Switching To A Frugal Family Lifestyle For Good

Posted on 05 February 2013 by noelskitchen

Recent events in my family’s life have made us change the way we think about spending money each month. So instead of panic,  we’ve decided to discipline ourselves to become better at being frugal to save money and not let anything go to waste. We started thinking about ways to cut down our costs and switch to a frugal family lifestyle for good.

For starters,  I can be very resourceful and certainly do my part in really paying attention to how I use ingredients in the kitchen. Some examples: I make homemade breads, bagels and rolls for my family. If the bread doesn’t get eaten in a timely manner or if the ends dry out, I cut them off and use for bread crumbs to be used in making meat loaf or chicken nuggets or I can use the food processor and make my own croutons.  Flour can be expensive if I’m not careful when researching prices. I already know when I purchase a 5 lb. bag at the big chain grocery store, it doesn’t seem to last long.
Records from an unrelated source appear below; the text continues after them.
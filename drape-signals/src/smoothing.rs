//! Sliding-window smoothing.

use std::num::NonZeroUsize;

/// Smooth `series` with a simple moving average.
///
/// Performs a "valid" convolution: the output holds one mean per window that
/// fits entirely inside the input, so its length is
/// `series.len() - window + 1`. When the window is longer than the series no
/// window fits and the result is empty; callers treat that as insufficient
/// data rather than an error.
///
/// # Examples
/// ```
/// use std::num::NonZeroUsize;
/// use drape_signals::moving_average;
///
/// let window = NonZeroUsize::new(2).unwrap();
/// assert_eq!(moving_average(&[1.0, 3.0, 5.0], window), vec![2.0, 4.0]);
/// assert!(moving_average(&[1.0], window).is_empty());
/// ```
#[must_use]
#[expect(
    clippy::float_arithmetic,
    reason = "averaging divides each window sum by its length"
)]
pub fn moving_average(series: &[f64], window: NonZeroUsize) -> Vec<f64> {
    let width = window.get();
    let divisor = len_as_f64(width);
    series
        .windows(width)
        .map(|values| values.iter().sum::<f64>() / divisor)
        .collect()
}

/// Arithmetic mean, or `None` for an empty slice.
#[expect(
    clippy::float_arithmetic,
    reason = "the mean divides the sum by the element count"
)]
pub(crate) fn mean(values: &[f64]) -> Option<f64> {
    if values.is_empty() {
        return None;
    }
    Some(values.iter().sum::<f64>() / len_as_f64(values.len()))
}

#[expect(
    clippy::cast_precision_loss,
    reason = "sample counts stay far below 2^52"
)]
pub(crate) const fn len_as_f64(len: usize) -> f64 {
    len as f64
}
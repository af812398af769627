//! Upcoming schedule entries.

/// Category of a calendar event.
///
/// Parsing is total: anything unrecognised becomes [`EventKind::Other`].
/// Deserialisation goes through [`EventKind::parse`], so it ignores case and
/// surrounding whitespace too.
///
/// # Examples
/// ```
/// use drape_core::EventKind;
///
/// assert_eq!(EventKind::parse("Business"), EventKind::Business);
/// assert_eq!(EventKind::parse("yoga"), EventKind::Other);
/// ```
#[derive(Debug, Clone, Copy, PartialEq, Eq, Hash, Default)]
#[cfg_attr(feature = "serde", derive(serde::Serialize))]
#[cfg_attr(feature = "serde", serde(rename_all = "lowercase"))]
pub enum EventKind {
    /// Work meetings and client visits.
    Business,
    /// Formal occasions.
    Formal,
    /// Celebrations and one-off occasions.
    Special,
    /// Informal plans.
    Casual,
    /// Anything else.
    #[default]
    Other,
}

impl EventKind {
    /// Return the kind as a lowercase `&str`.
    #[must_use]
    pub const fn as_str(self) -> &'static str {
        match self {
            Self::Business => "business",
            Self::Formal => "formal",
            Self::Special => "special",
            Self::Casual => "casual",
            Self::Other => "other",
        }
    }

    /// Map a raw event type onto a kind.
    #[must_use]
    pub fn parse(raw: &str) -> Self {
        match raw.trim().to_lowercase().as_str() {
            "business" => Self::Business,
            "formal" => Self::Formal,
            "special" => Self::Special,
            "casual" => Self::Casual,
            _ => Self::Other,
        }
    }
}

impl std::fmt::Display for EventKind {
    fn fmt(&self, f: &mut std::fmt::Formatter<'_>) -> std::fmt::Result {
        f.write_str(self.as_str())
    }
}

#[cfg(feature = "serde")]
impl<'de> serde::Deserialize<'de> for EventKind {
    fn deserialize<D>(deserializer: D) -> Result<Self, D::Error>
    where
        D: serde::Deserializer<'de>,
    {
        let raw = String::deserialize(deserializer)?;
        Ok(Self::parse(&raw))
    }
}

/// A single upcoming event.
///
/// # Examples
/// ```
/// use drape_core::{CalendarEvent, EventKind};
///
/// let event = CalendarEvent::new("Quarterly review", EventKind::Business, 1_700_003_600);
/// assert_eq!(event.kind, EventKind::Business);
/// ```
#[derive(Debug, Clone, PartialEq, Eq)]
#[cfg_attr(feature = "serde", derive(serde::Serialize, serde::Deserialize))]
pub struct CalendarEvent {
    /// Human-readable title.
    pub title: String,
    /// Event category.
    #[cfg_attr(feature = "serde", serde(rename = "type"))]
    pub kind: EventKind,
    /// Start time in Unix-epoch seconds.
    pub start: u64,
}

impl CalendarEvent {
    /// Construct an event.
    #[must_use]
    pub fn new(title: impl Into<String>, kind: EventKind, start: u64) -> Self {
        Self {
            title: title.into(),
            kind,
            start,
        }
    }
}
But if I buy a 25 lb. bag at Walmart for just a little over $9.00, I can make it last the whole month.

Frugal Coffee

My husband and I are huge coffee drinkers. After I make a pot of coffee,  instead of  throwing away the coffee grounds. I will pour them into our garden. Coffee grounds provide nitrogen to the soil and our garden will really benefit from it. I purchased extra ice cube trays a while back from the local  thrift store so that when we have leftover coffee, we won’t throw it out. We will pour it into the ice trays and freeze for when we want iced coffee.

Potatoes are another staple in our house. When I fry or bake them up, it’s always with the skin on. When we have mashed potatoes, I will on occasion peel them but I will now make sure if I do peel them to throw the peels in our compost. Instead of wasting the water after I boil potatoes, I will save it in the fridge or freeze it. It can be used later in my soup recipes or bread making.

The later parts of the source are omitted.